The typical scenario we are accustomed to is that the real reason as to why he left the house was never revealed at first. Speculation surrounded this issue for several months but then the designer himself set the record straight in an interview with System magazine. “I was doing everything by myself,” argues Ghesquiere, “no one was helping me on the business side.” In effect, this interview led to the designer being sued by the house he once worked for.
It’s common for designers to leave the brands they’ve worked for after their long tenures. However, in the past two years, the fashion industry has witnessed changes in top fashion labels left and right. But should this issue be so usual in the industry that it becomes conventional? The motives that prompt designers to leave the brands they’ve designed for are many; it can be because they want to focus on empowering their own brands, disagreements with the company, or for other personal reasons.
A classic case is that of Marc Jacobs who transformed Louis Vuitton into an international powerhouse and eventually left his position as creative director to concentrate on his own eponymous label. His last show for Louis Vuitton resembled a memorial since it was a sad yet new affair for him. After building a legacy at Louis Vuitton, Jacobs wants to do the same with Marc Jacobs. I have great expectations for Jacobs since he can now solely focus on his own label and work to make it a household name.

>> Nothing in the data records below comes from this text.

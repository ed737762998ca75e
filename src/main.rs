use std::process::ExitCode;
use vnc_match::args::{Args, Mode};
use vnc_match::{FileFrameSource, MatchConfig, ScreenMatch, load_template};

fn main() -> ExitCode {
    env_logger::init();

    let args = match Args::parse() {
        Ok(Some(args)) => args,
        Ok(None) => return ExitCode::SUCCESS,
        Err(msg) => {
            eprintln!("❌ {msg}");
            return ExitCode::from(2);
        }
    };

    let mut config = match MatchConfig::from_env() {
        Ok(config) => config,
        Err(e) => {
            eprintln!("❌ {e}");
            return ExitCode::from(2);
        }
    };
    if let Some(dir) = args.report_dir {
        config.report_root = dir;
    }
    if let Some(dir) = args.images_dir {
        config.images_dir = Some(dir);
    }

    let mut screen = ScreenMatch::with_config(FileFrameSource::new(&args.screen), config);

    match args.mode {
        Mode::Find => {
            let template = match &args.image {
                Some(path) => match load_template(&screen.config().template_path(path)) {
                    Ok(img) => Some(img),
                    Err(e) => {
                        eprintln!("❌ {e}");
                        return ExitCode::from(2);
                    }
                },
                None => None,
            };
            match screen.find(template.as_ref()) {
                Ok(result) => {
                    let (w, h) = result.frame().dimensions();
                    println!("📱 Screen {}: {}x{}", args.screen.display(), w, h);
                    match serde_json::to_string(result.boxes()) {
                        Ok(json) => println!("{json}"),
                        Err(e) => {
                            eprintln!("❌ {e}");
                            return ExitCode::from(2);
                        }
                    }
                    ExitCode::SUCCESS
                }
                Err(e) => {
                    eprintln!("❌ {e}");
                    ExitCode::from(2)
                }
            }
        }
        Mode::Expect => {
            // Checked by the argument parser
            let Some(image) = args.image else {
                return ExitCode::from(2);
            };
            match screen.expect_single(&image, args.timeout) {
                Ok((x, y)) => {
                    println!("{x} {y}");
                    ExitCode::SUCCESS
                }
                Err(e) if e.is_test_failure() => {
                    eprintln!("❌ {e}");
                    ExitCode::FAILURE
                }
                Err(e) => {
                    eprintln!("❌ {e}");
                    ExitCode::from(2)
                }
            }
        }
    }
}
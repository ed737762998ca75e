use std::env;
use std::process::Command;
use time::OffsetDateTime;

fn main() {
    println!("cargo:rerun-if-env-changed=SOURCE_DATE_EPOCH");

    let build_year = env::var("SOURCE_DATE_EPOCH")
        .ok()
        .and_then(|raw| raw.parse::<i64>().ok())
        .and_then(|epoch| OffsetDateTime::from_unix_timestamp(epoch).ok())
        .map(|dt| dt.year())
        .unwrap_or_else(|| OffsetDateTime::now_utc().year());

    println!("cargo:rustc-env=APP_BUILD_YEAR={build_year}");
    println!("cargo:rerun-if-env-changed=CARGO_PKG_VERSION");

    let package_version = env::var("CARGO_PKG_VERSION").unwrap_or_else(|_| "0.0.0".to_string());

    // Release builds report the plain version; others are marked -dev unless
    // HEAD carries the matching v<version> tag
    let profile = env::var("PROFILE").unwrap_or_default();
    let display_version = if profile == "release" {
        package_version
    } else {
        println!("cargo:rerun-if-changed=.git/HEAD");

        let expected_tag = format!("v{package_version}");
        let on_tag = Command::new("git")
            .args(["describe", "--tags", "--exact-match"])
            .output()
            .ok()
            .filter(|output| output.status.success())
            .and_then(|output| String::from_utf8(output.stdout).ok())
            .is_some_and(|tag| tag.trim() == expected_tag);

        if on_tag {
            package_version
        } else {
            format!("{package_version}-dev")
        }
    };

    println!("cargo:rustc-env=APP_VERSION_DISPLAY={display_version}");
}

The same cannot be said for Jil Sander. The majority of her label was sold to Prada in 2000 and since then, Sander has left her eponymous label three times. Apparently, Sander had several disagreements with the CEO of Prada, Patrizio Bertelli, and after many attempts to reconcile; there was no final resolution that satisfied either side. Sander claimed it was for personal reasons and left the design team to handle the brand. Despite that, the brand has since progressed and is still recognized as a top fashion house with a clear aesthetic. Sander’s withdrawal did nothing to hurt the image but only attracted more attention to it.
With the examples above, one can notice how confusing and cluttered the situation can get. Although it might seem that without a designer, a house is left with no clear plans. I have to mention that a brand is mostly best off without its founder.
Take Maison Martin Margiela. Known for his anonymity, Margiela mysteriously left his label for unspecified reasons. Looking at the collections now, I can say that the design team is doing splendidly without the original designer.
Stepping away from the frame, I find the issue to be quite beneficial if not normal. What fascinates me most about the industry as a whole is how fashion houses obviously know how to deal with the dilemma of the person that drives the team leaving his/her position.
Classic French houses such as Chanel and Christian Dior captivate me since they are able to produce a total of six collections yearly, which include: two pre-collections, one summer collection and one winter collection. Not to mention haute couture which are produced twice a year.
What I also find very admirable about the late Alexander McQueen was that during his tenure at Givenchy, not only he was able to create all the collections throughout the year, but also work on his own line. Although being very successful, the stress took a toll on him.
It is quite rare to find a designer committing to the house while also finding the time to execute his/her own projects effectively. To be passionate about one’s art is a necessity. After all, without passion, beauty will not be instilled into whatever you create.